Author: Franz Kafka, translated by Ian Johnston

Section One

Read by: David Barnes, London, November 2006

Source:  Librivox1 recording of a public-domain text

“The Metamorphosis,” one of the most famous of all short stories or novellas, was written in 1912 by a 29-year old resident of Prague named Franz Kafka. Kafka, born in 1883, had just partnered with one of his brothers-in-law in running an asbestos plant. He wrote “The Metamorphosis” while struggling with work/art balance and with his dominating father (Hermann Kafka, who had worked at one time as a traveling salesman).  Franz Kafka was diagnosed with tuberculosis in 1917, and he died seven years later at the age of 40.

Thanks to Project Gutenberg, which digitally publishes public-domain texts; LibriVox,which records narrators reading the texts; and InternetArchive, which hosts the audio files, we can listen to this marvelous story.

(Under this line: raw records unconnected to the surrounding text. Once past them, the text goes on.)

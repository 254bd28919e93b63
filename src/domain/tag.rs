use git2::Oid;

/// An annotated release tag
#[derive(Debug, Clone, PartialEq, Eq)]
pub struct Tag {
    pub name: String,
    pub message: String,
    pub target: Oid,
}

impl Tag {
    /// Create a new tag pointing at `target`
    pub fn new(name: impl Into<String>, message: impl Into<String>, target: Oid) -> Self {
        Tag {
            name: name.into(),
            message: message.into(),
            target,
        }
    }
}

/// Reference name for a tag called `name`
pub fn tag_refname(name: &str) -> String {
    format!("refs/tags/{}", name)
}

/// Expand a `{version}` message template
pub fn render_template(template: &str, version: &str) -> String {
    template.replace("{version}", version)
}
//! Operator output.
//!
//! - `formatter` - styled status lines, the release summary and push
//!   instructions
//!
//! Every pipeline step announces itself through these helpers; nothing in
//! the crate prints directly.

pub mod formatter;

// Re-export formatter functions for convenience
pub use formatter::{
    display_error, display_failure_hint, display_release_summary, display_status,
    display_success, display_warning, push_commands,
};
//! Domain logic - pure release rules independent of git operations

pub mod branch;
pub mod tag;
pub mod version;

pub use tag::Tag;
pub use version::{RewriteMode, VersionSpec};
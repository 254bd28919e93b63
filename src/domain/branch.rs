//! Branch naming conventions shared with the rest of the release tooling.
//!
//! These names are an external contract: operators and CI jobs look for them
//! verbatim, so the formats here must not drift.

use super::version::VersionSpec;

/// Per-minor-version branch from which point releases are tagged
pub fn release_branch_name(version: &VersionSpec) -> String {
    format!("release-{}.{}", version.major, version.minor)
}

/// Branch that carries the release history onto the mainline
pub fn backmerge_branch_name(version: &VersionSpec) -> String {
    format!("{}-merge-to-master", version.numeric())
}

/// Scratch branch used while building the backmerge, unique per run
pub fn temp_branch_name(backmerge_branch: &str, unix_timestamp: i64) -> String {
    format!("{}-tmp-{}", backmerge_branch, unix_timestamp)
}

/// Short name of a remote-tracking branch, e.g. `origin/release-1.2`
pub fn remote_tracking_name(remote: &str, branch: &str) -> String {
    format!("{}/{}", remote, branch)
}
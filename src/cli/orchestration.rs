//! Main workflow orchestration logic
//!
//! Runs one release end to end against an already opened repository. The
//! binary only parses the version, loads configuration, takes the
//! repository lock and reports; everything in between lives here so it can
//! be driven against the in-memory repository in tests.

use git2::Oid;

use crate::backmerge::build_backmerge;
use crate::config::MessagesConfig;
use crate::context::ReleaseContext;
use crate::domain::Tag;
use crate::error::Result;
use crate::git::Repository;
use crate::hooks::DocumentStamper;
use crate::interrupt::CancelFlag;
use crate::metadata::MetadataRewriter;
use crate::preconditions::check_preconditions;
use crate::sequencer::ReleaseSequencer;
use crate::ui;

/// Result of a successful release run
#[derive(Debug, Clone, PartialEq, Eq)]
pub struct ReleaseOutcome {
    pub tag: Tag,
    pub doc_commit: Oid,
    pub release_commit: Oid,
    pub dev_commit: Oid,
    /// Local branch to propose against the mainline
    pub backmerge_branch: String,
    pub backmerge_commit: Oid,
}

/// Collaborators of a release run
pub struct ReleaseRun<'a, R: Repository + ?Sized, S: DocumentStamper + ?Sized> {
    pub repo: &'a R,
    pub stamper: &'a S,
    pub rewriter: &'a MetadataRewriter,
    pub messages: &'a MessagesConfig,
    pub cancel: &'a CancelFlag,
}

impl<'a, R, S> ReleaseRun<'a, R, S>
where
    R: Repository + ?Sized,
    S: DocumentStamper + ?Sized,
{
    /// Release workflow
    ///
    /// 1. Check preconditions (no mutation before this passes)
    /// 2. Stamp docs, commit, rewrite metadata, tag, advance to `-dev`
    /// 3. Build the backmerge branch, restoring the original branch
    pub fn execute(&self, ctx: &ReleaseContext) -> Result<ReleaseOutcome> {
        ui::display_status(&format!(
            "Checking preconditions for {} on '{}'",
            ctx.version, ctx.original_branch
        ));
        self.cancel.check()?;
        check_preconditions(self.repo, ctx, self.rewriter, self.stamper)?;
        ui::display_success("Preconditions satisfied");

        let commits = ReleaseSequencer::new(
            self.repo,
            self.stamper,
            self.rewriter,
            self.messages,
            self.cancel,
        )
        .run(ctx)?;

        let backmerge = build_backmerge(self.repo, ctx, commits.doc_commit, self.cancel)?;

        Ok(ReleaseOutcome {
            tag: commits.tag,
            doc_commit: commits.doc_commit,
            release_commit: commits.release_commit,
            dev_commit: commits.dev_commit,
            backmerge_branch: backmerge.branch,
            backmerge_commit: backmerge.merge_commit,
        })
    }
}

#[cfg(test)]
mod tests {
    use super::*;
    use crate::config::Config;
    use crate::domain::VersionSpec;
    use crate::error::GitReleaseError;
    use crate::git::MockRepository;
    use crate::hooks::HookContext;

    const BASE_GO: &str = "var (\n\tgitMajor string = \"1\"\n\tgitMinor string = \"2.2+\"\n\tgitVersion string = \"v1.2.2-dev\"\n)\n";

    struct MockStamper<'a>(&'a MockRepository);

    impl DocumentStamper for MockStamper<'_> {
        fn stamp(&self, context: &HookContext) -> Result<()> {
            self.0
                .set_worktree_file("docs/README.md", &format!("docs for {}", context.version));
            Ok(())
        }
    }

    /// Point-release setup: on `release-1.2` with v1.2.2 published
    fn point_release_repo() -> MockRepository {
        let repo = MockRepository::with_files("master", &[("pkg/version/base.go", BASE_GO)]);
        repo.add_remote("origin", "https://example.com/widget.git");
        let master = repo.head_oid().unwrap();
        repo.publish_branch("origin", "master", master);

        repo.switch_new_branch("release-1.2");
        let release = repo.commit_files(&[("fix.go", "fixed")], "fix");
        repo.publish_branch("origin", "release-1.2", release);
        repo.publish_tag("origin", "v1.2.2");
        repo
    }

    fn run(repo: &MockRepository, version: VersionSpec) -> Result<ReleaseOutcome> {
        let config = Config::default();
        let ctx = ReleaseContext::build(repo, &config, version, 1700000000)?;
        let rewriter = MetadataRewriter::new(&config.metadata);
        let stamper = MockStamper(repo);
        let cancel = CancelFlag::new();

        ReleaseRun {
            repo,
            stamper: &stamper,
            rewriter: &rewriter,
            messages: &config.messages,
            cancel: &cancel,
        }
        .execute(&ctx)
    }

    #[test]
    fn test_point_release_end_to_end() {
        let repo = point_release_repo();
        let outcome = run(&repo, VersionSpec::new(1, 2, 3)).unwrap();

        assert_eq!(repo.current_branch().unwrap(), "release-1.2");
        assert_eq!(outcome.tag.name, "v1.2.3");
        assert_eq!(repo.tag_target("v1.2.3"), Some(outcome.release_commit));
        assert_eq!(repo.branch_head("release-1.2"), Some(outcome.dev_commit));
        assert_eq!(outcome.backmerge_branch, "1.2.3-merge-to-master");
        assert!(!repo
            .branches()
            .iter()
            .any(|b| b.starts_with("1.2.3-merge-to-master-tmp-")));

        let merged = repo
            .file_at(outcome.backmerge_commit, "pkg/version/base.go")
            .unwrap();
        assert!(merged.contains("\"v1.2.3-dev\""));
        assert_eq!(repo.file_at(outcome.backmerge_commit, "docs/README.md"), None);
        assert_eq!(
            repo.file_at(outcome.backmerge_commit, "fix.go").unwrap(),
            "fixed"
        );
    }

    #[test]
    fn test_missing_preceding_tag_makes_no_commits() {
        let repo = MockRepository::with_files("release-1.2", &[("pkg/version/base.go", BASE_GO)]);
        repo.add_remote("origin", "https://example.com/widget.git");
        repo.publish_tag("origin", "v1.2.1");

        let err = run(&repo, VersionSpec::new(1, 2, 3)).unwrap_err();
        assert!(matches!(err, GitReleaseError::MissingPrecedingTag { .. }));
        assert!(err.is_precondition());
        assert_eq!(repo.commit_count(), 1);
        assert_eq!(repo.branches(), vec!["release-1.2".to_string()]);
    }

    #[test]
    fn test_major_release_never_queries_remote_tags() {
        let repo = MockRepository::with_files("master", &[("pkg/version/base.go", BASE_GO)]);
        repo.add_remote("origin", "https://example.com/widget.git");
        repo.publish_branch("origin", "master", repo.head_oid().unwrap());

        let outcome = run(&repo, VersionSpec::new(2, 0, 0)).unwrap();
        assert!(!repo.was_called("remote_tag_exists"));

        let dev = repo.file_at(outcome.dev_commit, "pkg/version/base.go").unwrap();
        assert!(dev.contains("gitVersion string = \"v2.0.0-dev\""));
        assert!(dev.contains("gitMinor string = \"0.0+\""));
        assert_eq!(repo.current_branch().unwrap(), "master");
    }

    #[test]
    fn test_merge_conflict_restores_original_branch() {
        let repo = point_release_repo();
        repo.conflict_on_merge(&["docs/README.md"]);

        let err = run(&repo, VersionSpec::new(1, 2, 3)).unwrap_err();
        assert!(matches!(err, GitReleaseError::MergeConflict { .. }));
        assert_eq!(repo.current_branch().unwrap(), "release-1.2");
        assert!(repo.branch_exists("1.2.3-merge-to-master").unwrap());
        assert!(repo
            .branch_exists("1.2.3-merge-to-master-tmp-1700000000")
            .unwrap());
        // the release itself is complete
        assert!(repo.tag_target("v1.2.3").is_some());
    }

    #[test]
    fn test_interrupted_before_gate() {
        let repo = point_release_repo();
        let config = Config::default();
        let ctx = ReleaseContext::build(&repo, &config, VersionSpec::new(1, 2, 3), 1).unwrap();
        let rewriter = MetadataRewriter::new(&config.metadata);
        let stamper = MockStamper(&repo);
        let cancel = CancelFlag::new();
        cancel.cancel();

        let err = ReleaseRun {
            repo: &repo,
            stamper: &stamper,
            rewriter: &rewriter,
            messages: &config.messages,
            cancel: &cancel,
        }
        .execute(&ctx)
        .unwrap_err();

        assert!(matches!(err, GitReleaseError::Interrupted));
        assert!(!repo.was_called("fetch"));
    }
}
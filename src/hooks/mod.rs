//! External release commands
//!
//! The pipeline does not know how documentation is stamped or how the
//! metadata file is formatted; it only runs the configured commands and
//! aborts if one of them fails:
//! - doc-stamp: strips release-only doc sections and stamps version references
//! - format: canonical formatting of the metadata file after a rewrite

pub mod executor;
pub mod lifecycle;

pub use executor::{CommandStamper, HookExecutor};
pub use lifecycle::{HookContext, HookType};

use crate::error::Result;

/// Mutates documentation in the work tree for a release
pub trait DocumentStamper {
    /// Stamp the documentation for `context.version`
    fn stamp(&self, context: &HookContext) -> Result<()>;

    /// Programs that must be available before the release starts
    fn required_tools(&self) -> Vec<String> {
        Vec::new()
    }
}
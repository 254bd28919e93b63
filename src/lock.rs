//! Exclusive per-repository lock.
//!
//! Held for the whole release run so two invocations cannot interleave
//! commits on the same work tree. The lock is an OS-level advisory lock on
//! `<git-dir>/git-release.lock` and is released when the guard is dropped,
//! including when the process dies.

use std::fs::{File, OpenOptions};
use std::path::Path;

use fs2::FileExt;

use crate::error::{GitReleaseError, Result};

/// Lock file name inside the git directory
pub const LOCK_FILE_NAME: &str = "git-release.lock";

/// An exclusive lock on the repository, released on drop
#[derive(Debug)]
pub struct RepoLock {
    file: File,
}

impl RepoLock {
    /// Take the lock without blocking.
    ///
    /// # Errors
    ///
    /// - [`GitReleaseError::Locked`] if another process holds the lock
    /// - [`GitReleaseError::Io`] if the lock file cannot be opened or locked
    pub fn acquire(git_dir: &Path) -> Result<Self> {
        let path = git_dir.join(LOCK_FILE_NAME);

        let file = OpenOptions::new()
            .read(true)
            .write(true)
            .create(true)
            .truncate(false)
            .open(&path)?;

        match file.try_lock_exclusive() {
            Ok(()) => Ok(RepoLock { file }),
            Err(e) if e.kind() == std::io::ErrorKind::WouldBlock => Err(GitReleaseError::Locked),
            Err(e) => Err(GitReleaseError::Io(e)),
        }
    }
}

impl Drop for RepoLock {
    fn drop(&mut self) {
        let _ = self.file.unlock();
    }
}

Important timestamps are as follows:

0:01      “One morning, as Gregor Samsa was waking up from anxious dreams, he discovered that in bed he had been changed into a monstrous verminous bug.”

7:56      Gregor’s mother knocks on his bedroom door.

17:40    “Then there was a ring at the door to the apartment…”

24:40    “’Mister Samsa,’ the manager was now shouting…”

26:37    “’But Mister Manager,’ called Gregor…”

30:10    “’That was an animal’s voice,’ said the manager…”

35:05    “His mother…went two steps toward Gregor and collapsed right in the middle of her skirts…”

44:06    “The manager momentarily had disappeared completely from his mind.”

49:28    “…and he scurried, bleeding severely, far into the interior of his room.”

 

1            The mission of LibriVox, a nonprofit founded in 2005 by Hugh McGuire, is “to make all books in the public domain available, narrated by real people and distributed free in audio format on the internet.”